# WHAT IS EXPECTED
Filter the records below and copy every line containing the word "target".

*** INPUT MATERIAL Section Begins ***

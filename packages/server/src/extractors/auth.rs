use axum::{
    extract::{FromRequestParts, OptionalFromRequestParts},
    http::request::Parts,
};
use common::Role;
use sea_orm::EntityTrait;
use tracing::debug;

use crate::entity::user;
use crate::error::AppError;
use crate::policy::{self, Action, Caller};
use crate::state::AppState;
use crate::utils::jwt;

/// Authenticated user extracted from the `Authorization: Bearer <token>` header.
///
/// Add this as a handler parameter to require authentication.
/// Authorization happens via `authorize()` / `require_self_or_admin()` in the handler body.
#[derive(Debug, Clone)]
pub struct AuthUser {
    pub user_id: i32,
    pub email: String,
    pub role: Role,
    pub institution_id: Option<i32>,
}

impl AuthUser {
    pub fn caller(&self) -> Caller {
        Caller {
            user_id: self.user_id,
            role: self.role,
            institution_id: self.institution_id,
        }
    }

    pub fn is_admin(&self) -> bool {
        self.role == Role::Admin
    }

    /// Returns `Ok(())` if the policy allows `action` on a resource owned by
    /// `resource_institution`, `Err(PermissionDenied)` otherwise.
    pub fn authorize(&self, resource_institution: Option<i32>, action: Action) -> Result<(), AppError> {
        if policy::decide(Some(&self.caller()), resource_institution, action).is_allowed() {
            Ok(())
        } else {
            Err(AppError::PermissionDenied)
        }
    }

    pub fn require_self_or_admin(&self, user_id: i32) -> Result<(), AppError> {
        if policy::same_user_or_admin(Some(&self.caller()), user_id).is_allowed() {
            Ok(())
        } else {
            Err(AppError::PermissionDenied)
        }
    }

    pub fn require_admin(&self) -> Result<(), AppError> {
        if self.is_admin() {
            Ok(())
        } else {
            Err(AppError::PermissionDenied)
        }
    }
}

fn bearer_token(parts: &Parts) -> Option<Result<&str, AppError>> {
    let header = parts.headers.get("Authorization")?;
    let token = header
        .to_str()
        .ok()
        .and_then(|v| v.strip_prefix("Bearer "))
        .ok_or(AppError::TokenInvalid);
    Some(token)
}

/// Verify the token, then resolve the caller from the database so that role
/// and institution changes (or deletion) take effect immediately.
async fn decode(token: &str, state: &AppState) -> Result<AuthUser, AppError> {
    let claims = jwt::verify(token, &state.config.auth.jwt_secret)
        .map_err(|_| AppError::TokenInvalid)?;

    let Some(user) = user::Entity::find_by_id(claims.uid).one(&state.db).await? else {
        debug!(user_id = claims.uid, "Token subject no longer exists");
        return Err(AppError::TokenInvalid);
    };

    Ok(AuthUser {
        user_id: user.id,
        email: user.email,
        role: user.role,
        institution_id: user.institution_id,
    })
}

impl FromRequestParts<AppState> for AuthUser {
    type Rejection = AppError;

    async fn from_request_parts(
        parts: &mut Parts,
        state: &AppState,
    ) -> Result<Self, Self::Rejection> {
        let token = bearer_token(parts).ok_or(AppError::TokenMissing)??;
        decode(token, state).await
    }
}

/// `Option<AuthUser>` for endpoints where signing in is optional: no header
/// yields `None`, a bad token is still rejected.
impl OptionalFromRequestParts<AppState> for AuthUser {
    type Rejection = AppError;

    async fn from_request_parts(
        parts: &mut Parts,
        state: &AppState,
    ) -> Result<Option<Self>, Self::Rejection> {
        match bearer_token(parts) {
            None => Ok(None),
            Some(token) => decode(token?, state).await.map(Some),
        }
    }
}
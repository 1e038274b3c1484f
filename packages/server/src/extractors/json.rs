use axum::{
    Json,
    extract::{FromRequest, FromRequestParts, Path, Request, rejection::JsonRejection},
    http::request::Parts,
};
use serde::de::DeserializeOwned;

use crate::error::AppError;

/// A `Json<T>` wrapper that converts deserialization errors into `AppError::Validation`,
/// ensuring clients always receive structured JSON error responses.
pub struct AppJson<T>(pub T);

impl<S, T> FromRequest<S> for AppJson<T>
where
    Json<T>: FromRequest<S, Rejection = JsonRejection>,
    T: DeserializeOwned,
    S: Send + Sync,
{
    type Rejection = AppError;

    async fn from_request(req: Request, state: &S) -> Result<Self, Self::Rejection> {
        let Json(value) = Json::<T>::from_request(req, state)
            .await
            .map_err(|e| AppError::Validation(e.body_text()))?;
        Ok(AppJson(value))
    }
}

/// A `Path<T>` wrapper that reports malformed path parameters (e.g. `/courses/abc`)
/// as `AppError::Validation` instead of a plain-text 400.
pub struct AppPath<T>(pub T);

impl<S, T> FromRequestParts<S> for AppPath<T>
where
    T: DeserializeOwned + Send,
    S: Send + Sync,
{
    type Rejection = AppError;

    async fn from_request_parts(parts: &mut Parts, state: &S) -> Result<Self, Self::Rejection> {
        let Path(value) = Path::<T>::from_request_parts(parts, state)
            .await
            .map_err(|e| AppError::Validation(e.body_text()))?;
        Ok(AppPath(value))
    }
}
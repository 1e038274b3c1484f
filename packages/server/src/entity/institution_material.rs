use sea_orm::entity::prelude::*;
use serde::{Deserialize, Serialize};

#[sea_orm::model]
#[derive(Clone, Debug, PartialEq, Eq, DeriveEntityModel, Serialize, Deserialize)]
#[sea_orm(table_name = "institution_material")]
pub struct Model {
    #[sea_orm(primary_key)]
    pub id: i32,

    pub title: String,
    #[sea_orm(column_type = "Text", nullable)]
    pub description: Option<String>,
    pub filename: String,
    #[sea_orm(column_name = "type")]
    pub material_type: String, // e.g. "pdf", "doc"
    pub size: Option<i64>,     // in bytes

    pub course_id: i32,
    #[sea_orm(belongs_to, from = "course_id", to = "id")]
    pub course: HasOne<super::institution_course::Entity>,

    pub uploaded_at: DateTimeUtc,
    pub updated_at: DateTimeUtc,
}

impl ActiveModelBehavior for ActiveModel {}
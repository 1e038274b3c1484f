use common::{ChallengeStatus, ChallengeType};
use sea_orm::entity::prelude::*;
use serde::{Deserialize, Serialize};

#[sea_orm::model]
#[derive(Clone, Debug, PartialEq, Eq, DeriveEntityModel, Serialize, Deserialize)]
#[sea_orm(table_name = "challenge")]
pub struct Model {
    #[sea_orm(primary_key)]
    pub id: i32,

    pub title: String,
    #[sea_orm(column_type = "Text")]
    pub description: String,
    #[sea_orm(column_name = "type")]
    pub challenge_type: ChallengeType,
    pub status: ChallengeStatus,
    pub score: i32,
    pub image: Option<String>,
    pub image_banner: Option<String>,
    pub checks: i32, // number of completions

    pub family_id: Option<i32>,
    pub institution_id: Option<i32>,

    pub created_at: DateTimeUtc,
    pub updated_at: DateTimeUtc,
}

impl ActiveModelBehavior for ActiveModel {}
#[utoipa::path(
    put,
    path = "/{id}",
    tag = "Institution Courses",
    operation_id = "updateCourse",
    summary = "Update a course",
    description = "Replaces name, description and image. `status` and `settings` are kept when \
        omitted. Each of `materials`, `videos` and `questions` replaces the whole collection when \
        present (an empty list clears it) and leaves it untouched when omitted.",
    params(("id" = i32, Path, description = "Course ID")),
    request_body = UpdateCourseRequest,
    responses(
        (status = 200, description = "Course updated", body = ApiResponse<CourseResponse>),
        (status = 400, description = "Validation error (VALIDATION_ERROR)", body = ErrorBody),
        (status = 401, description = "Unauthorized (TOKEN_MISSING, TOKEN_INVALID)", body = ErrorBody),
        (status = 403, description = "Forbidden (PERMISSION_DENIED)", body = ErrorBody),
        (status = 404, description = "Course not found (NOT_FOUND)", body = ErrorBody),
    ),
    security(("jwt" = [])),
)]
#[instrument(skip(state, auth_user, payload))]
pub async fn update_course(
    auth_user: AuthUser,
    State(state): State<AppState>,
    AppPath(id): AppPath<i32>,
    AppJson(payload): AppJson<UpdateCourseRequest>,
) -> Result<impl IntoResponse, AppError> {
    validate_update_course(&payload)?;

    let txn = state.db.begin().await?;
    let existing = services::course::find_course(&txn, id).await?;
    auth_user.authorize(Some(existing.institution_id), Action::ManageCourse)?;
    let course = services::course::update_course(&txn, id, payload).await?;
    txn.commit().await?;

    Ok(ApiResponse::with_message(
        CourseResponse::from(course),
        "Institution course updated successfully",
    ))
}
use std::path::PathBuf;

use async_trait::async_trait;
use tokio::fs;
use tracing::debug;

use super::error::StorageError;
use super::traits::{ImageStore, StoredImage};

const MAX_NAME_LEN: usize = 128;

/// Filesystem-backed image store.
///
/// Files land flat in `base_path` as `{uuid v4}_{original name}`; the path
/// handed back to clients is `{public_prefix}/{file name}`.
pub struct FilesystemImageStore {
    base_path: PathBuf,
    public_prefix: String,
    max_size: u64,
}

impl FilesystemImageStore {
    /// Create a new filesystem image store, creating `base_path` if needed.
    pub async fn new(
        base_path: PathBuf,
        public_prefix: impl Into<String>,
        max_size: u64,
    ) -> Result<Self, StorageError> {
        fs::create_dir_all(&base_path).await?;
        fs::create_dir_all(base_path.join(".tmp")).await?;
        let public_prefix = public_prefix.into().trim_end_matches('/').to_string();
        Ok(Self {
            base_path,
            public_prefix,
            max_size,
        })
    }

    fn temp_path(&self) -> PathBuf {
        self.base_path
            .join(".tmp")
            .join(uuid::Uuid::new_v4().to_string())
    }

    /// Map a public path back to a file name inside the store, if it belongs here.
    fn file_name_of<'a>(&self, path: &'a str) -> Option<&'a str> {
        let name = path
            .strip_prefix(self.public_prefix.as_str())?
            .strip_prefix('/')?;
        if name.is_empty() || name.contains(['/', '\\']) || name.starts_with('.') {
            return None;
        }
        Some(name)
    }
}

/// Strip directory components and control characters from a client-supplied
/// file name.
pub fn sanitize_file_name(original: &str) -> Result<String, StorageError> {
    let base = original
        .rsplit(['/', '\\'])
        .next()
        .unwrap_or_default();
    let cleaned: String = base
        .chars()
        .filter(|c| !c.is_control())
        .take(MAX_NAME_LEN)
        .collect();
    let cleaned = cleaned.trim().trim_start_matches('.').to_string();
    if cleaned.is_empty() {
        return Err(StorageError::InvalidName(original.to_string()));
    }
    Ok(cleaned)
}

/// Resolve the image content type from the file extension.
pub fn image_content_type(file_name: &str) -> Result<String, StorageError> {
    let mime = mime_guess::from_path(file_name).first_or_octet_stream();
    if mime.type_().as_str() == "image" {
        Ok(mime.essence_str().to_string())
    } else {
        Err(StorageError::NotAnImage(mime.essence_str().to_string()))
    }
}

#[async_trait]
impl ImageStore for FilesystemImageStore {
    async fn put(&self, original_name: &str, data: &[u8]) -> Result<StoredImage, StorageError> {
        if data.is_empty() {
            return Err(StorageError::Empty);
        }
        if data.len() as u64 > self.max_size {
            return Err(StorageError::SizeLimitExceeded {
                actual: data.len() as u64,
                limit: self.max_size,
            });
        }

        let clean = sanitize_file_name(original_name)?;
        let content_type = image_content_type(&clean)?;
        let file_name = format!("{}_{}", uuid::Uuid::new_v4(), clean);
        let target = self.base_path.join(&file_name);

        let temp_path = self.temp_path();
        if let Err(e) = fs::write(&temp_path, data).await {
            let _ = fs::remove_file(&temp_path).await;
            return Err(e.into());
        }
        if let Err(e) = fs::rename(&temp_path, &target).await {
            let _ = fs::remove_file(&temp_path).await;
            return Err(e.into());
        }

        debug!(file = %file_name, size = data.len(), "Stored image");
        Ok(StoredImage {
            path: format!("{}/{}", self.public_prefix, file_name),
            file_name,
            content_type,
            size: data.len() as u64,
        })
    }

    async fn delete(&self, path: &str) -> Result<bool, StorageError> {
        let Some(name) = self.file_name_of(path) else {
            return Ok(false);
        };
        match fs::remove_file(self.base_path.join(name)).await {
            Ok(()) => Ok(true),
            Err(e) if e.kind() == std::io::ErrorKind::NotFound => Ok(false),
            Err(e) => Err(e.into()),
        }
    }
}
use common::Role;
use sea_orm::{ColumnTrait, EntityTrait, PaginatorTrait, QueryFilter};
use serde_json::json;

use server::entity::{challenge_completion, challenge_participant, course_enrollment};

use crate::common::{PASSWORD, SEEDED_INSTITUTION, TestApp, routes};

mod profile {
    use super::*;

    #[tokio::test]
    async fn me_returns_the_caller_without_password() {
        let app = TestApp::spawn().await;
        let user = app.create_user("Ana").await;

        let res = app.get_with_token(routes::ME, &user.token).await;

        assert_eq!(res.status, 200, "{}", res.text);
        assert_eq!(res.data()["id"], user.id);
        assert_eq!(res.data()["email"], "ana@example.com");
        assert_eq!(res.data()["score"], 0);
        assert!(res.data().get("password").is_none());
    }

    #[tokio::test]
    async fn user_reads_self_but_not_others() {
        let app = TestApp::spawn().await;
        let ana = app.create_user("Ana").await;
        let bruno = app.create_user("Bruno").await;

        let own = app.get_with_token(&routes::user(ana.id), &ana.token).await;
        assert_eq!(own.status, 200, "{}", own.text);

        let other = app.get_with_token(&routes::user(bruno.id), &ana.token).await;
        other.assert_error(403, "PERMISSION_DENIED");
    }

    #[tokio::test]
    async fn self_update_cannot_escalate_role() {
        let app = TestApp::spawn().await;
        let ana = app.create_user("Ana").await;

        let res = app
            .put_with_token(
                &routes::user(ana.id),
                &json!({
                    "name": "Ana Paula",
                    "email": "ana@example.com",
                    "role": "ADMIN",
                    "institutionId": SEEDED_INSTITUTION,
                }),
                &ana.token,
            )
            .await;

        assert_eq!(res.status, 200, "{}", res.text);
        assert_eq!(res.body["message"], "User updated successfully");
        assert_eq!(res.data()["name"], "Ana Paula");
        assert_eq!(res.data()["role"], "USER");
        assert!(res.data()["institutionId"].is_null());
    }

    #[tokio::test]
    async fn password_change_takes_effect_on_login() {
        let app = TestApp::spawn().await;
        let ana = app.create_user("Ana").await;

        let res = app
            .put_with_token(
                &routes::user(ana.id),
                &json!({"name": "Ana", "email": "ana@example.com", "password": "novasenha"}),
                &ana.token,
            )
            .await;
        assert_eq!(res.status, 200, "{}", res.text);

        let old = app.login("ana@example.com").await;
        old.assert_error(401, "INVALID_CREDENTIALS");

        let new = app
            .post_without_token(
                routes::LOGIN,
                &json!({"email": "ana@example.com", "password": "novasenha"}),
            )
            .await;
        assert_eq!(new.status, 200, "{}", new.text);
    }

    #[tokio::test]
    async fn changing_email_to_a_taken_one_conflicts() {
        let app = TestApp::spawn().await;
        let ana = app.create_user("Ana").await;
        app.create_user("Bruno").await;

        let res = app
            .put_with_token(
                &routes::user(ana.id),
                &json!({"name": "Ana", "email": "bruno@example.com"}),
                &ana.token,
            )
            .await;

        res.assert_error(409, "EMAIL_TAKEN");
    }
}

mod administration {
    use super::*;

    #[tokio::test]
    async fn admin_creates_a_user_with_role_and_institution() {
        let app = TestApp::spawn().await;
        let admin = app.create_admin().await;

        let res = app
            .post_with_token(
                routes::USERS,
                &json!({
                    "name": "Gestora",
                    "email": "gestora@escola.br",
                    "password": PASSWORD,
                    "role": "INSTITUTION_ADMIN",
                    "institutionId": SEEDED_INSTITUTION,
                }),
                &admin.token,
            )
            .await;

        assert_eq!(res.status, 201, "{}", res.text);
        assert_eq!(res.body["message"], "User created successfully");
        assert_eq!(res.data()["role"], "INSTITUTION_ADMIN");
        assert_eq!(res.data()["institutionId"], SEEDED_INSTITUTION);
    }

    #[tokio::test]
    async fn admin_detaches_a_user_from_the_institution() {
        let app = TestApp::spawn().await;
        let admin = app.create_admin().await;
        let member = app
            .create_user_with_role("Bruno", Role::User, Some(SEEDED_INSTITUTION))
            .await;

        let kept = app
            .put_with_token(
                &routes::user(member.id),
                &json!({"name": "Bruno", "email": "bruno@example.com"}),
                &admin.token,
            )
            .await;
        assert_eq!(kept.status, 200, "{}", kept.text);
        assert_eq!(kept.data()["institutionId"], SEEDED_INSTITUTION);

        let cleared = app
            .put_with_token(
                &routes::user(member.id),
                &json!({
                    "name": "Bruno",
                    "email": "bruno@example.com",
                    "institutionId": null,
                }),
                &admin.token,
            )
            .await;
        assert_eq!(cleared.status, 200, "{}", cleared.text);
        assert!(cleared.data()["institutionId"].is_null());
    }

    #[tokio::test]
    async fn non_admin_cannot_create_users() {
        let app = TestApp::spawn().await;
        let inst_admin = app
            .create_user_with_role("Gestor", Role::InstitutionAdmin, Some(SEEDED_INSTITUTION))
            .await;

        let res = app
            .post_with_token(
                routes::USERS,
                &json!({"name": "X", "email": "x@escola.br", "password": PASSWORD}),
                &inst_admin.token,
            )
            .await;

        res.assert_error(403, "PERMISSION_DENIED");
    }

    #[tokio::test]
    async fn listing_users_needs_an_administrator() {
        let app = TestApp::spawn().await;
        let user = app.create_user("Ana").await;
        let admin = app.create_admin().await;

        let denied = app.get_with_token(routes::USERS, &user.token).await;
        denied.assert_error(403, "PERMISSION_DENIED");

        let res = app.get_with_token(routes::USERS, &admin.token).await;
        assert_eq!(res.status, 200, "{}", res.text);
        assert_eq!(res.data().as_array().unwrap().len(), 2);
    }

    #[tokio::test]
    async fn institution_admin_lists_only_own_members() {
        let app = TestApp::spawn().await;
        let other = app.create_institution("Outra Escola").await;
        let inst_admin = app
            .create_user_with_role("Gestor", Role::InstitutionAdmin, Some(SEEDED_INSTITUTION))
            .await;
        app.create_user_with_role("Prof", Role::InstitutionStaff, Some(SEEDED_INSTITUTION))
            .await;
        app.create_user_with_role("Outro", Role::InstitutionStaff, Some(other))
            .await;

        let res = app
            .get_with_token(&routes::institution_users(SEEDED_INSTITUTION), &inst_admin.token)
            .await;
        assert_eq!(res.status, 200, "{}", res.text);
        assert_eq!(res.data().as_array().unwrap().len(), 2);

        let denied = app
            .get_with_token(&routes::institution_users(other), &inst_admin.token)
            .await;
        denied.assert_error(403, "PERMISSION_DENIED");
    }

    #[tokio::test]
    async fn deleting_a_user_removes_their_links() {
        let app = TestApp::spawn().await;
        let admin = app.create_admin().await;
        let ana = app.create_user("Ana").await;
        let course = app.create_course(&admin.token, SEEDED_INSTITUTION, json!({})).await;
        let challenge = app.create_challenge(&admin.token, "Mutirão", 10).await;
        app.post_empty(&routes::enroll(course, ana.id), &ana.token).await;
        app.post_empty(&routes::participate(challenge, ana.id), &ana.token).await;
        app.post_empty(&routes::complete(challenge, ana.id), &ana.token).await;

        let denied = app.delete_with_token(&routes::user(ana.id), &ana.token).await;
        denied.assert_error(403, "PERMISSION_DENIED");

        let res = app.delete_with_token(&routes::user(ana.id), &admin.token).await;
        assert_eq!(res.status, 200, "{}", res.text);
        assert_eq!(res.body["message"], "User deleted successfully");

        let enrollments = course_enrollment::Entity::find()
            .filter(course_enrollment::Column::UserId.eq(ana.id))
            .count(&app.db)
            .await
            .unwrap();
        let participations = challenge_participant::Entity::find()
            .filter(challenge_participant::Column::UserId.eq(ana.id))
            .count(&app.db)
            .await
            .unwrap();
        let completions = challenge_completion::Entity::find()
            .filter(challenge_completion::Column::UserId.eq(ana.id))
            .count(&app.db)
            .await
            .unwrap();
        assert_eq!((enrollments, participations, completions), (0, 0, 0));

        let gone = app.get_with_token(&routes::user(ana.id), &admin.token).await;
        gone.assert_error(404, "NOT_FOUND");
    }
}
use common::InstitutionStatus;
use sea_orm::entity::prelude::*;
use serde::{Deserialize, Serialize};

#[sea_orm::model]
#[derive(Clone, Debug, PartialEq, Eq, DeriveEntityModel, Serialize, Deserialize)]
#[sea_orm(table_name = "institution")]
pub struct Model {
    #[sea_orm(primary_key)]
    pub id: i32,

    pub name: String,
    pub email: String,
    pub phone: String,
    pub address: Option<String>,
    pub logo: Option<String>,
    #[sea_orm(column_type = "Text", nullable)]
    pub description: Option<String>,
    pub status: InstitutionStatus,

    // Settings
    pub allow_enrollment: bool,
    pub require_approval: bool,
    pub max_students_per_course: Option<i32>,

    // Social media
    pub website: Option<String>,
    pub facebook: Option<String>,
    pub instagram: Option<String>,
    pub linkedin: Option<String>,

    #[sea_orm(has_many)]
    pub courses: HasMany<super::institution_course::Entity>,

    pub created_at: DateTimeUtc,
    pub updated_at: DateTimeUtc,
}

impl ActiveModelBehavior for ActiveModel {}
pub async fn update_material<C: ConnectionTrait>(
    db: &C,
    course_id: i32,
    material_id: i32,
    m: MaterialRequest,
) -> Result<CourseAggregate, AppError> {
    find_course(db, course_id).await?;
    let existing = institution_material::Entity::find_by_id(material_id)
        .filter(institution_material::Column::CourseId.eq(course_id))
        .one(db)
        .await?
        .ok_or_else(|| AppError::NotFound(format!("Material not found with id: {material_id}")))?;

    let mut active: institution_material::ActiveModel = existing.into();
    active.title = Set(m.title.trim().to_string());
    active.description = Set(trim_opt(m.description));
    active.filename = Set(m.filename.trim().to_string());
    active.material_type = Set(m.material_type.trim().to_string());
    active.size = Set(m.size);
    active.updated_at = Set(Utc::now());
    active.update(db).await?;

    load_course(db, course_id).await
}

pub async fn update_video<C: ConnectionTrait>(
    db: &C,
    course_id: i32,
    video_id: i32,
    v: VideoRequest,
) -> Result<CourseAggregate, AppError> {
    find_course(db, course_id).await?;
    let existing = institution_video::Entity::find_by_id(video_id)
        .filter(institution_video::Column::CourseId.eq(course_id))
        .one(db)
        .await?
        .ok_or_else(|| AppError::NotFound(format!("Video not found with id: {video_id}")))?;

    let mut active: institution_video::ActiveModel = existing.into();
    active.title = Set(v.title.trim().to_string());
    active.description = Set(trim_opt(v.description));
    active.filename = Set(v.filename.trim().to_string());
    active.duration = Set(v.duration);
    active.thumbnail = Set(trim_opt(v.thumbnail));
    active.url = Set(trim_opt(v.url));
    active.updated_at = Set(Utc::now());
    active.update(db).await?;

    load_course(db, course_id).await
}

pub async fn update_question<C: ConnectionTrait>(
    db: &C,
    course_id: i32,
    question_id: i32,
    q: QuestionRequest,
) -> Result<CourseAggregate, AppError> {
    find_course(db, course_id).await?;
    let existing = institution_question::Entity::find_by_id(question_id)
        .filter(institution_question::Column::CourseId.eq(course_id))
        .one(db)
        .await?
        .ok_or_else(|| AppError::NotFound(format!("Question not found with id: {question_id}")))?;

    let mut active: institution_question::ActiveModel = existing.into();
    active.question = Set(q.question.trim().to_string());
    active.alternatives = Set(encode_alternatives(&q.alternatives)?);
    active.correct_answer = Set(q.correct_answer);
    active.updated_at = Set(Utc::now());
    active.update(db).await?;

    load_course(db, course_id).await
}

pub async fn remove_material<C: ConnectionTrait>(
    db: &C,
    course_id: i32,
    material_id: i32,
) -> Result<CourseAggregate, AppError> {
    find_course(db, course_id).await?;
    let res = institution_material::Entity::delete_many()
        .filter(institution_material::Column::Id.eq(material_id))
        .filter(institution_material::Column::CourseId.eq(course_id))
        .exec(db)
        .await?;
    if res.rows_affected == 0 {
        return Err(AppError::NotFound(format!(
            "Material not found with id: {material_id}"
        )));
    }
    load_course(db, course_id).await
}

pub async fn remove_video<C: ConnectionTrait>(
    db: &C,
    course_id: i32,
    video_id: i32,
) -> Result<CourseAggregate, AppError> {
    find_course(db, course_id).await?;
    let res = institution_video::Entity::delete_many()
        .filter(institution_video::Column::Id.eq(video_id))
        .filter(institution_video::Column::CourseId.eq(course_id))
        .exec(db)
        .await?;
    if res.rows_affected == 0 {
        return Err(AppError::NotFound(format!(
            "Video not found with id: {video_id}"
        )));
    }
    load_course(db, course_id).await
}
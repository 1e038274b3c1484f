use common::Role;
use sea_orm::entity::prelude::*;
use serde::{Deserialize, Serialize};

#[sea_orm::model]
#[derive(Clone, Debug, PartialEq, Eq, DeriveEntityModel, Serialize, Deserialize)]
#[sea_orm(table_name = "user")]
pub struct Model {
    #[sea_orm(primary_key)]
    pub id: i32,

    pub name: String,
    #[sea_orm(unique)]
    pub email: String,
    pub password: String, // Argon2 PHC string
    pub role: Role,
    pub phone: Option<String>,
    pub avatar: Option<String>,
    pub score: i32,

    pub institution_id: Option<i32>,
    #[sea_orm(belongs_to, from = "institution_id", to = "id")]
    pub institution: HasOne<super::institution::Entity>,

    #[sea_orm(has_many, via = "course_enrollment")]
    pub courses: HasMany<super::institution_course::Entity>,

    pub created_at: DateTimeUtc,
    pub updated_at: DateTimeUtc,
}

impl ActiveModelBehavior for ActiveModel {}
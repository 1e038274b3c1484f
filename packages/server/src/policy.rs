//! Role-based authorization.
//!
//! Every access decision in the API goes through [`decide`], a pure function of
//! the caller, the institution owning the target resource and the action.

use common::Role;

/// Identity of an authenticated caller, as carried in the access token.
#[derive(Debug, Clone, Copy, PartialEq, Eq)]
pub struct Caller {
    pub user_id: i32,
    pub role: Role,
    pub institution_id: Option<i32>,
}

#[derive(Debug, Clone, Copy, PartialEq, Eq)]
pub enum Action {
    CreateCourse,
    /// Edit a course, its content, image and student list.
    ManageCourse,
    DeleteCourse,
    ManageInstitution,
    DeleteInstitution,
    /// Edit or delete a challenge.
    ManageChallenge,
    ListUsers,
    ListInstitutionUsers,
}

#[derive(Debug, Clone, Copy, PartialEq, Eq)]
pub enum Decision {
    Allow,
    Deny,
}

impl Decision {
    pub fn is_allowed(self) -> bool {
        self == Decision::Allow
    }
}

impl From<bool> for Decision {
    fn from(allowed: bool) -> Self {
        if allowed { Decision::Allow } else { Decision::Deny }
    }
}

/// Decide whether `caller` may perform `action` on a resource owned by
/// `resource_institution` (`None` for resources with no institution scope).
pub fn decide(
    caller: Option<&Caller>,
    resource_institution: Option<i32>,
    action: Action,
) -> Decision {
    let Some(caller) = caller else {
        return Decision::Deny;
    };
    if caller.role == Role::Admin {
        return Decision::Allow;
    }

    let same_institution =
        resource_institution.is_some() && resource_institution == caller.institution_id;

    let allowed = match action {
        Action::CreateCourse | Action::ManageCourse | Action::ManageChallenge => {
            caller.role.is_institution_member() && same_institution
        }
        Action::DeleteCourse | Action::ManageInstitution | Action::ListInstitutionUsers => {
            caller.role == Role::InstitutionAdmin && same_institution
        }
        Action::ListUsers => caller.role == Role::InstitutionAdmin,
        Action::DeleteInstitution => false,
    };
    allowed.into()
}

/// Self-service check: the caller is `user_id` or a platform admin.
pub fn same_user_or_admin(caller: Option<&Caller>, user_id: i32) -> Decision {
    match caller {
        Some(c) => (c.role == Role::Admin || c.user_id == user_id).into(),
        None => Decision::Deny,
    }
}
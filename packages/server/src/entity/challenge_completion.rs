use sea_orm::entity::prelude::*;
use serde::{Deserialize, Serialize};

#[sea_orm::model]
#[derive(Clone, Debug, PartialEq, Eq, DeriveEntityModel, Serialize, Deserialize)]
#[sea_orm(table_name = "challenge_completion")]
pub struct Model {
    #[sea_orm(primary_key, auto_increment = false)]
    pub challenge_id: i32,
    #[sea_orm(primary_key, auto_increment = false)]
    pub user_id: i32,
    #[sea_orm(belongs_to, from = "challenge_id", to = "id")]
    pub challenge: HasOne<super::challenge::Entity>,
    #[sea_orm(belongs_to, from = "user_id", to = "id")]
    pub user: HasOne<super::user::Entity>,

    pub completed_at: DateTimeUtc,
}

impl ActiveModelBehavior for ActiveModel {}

*** INPUT MATERIAL Section Ends ***

# SOLVED PROBLEM
        let target = self.base_path.join(&file_name);
        if let Err(e) = fs::rename(&temp_path, &target).await {
//! the caller, the institution owning the target resource and the action.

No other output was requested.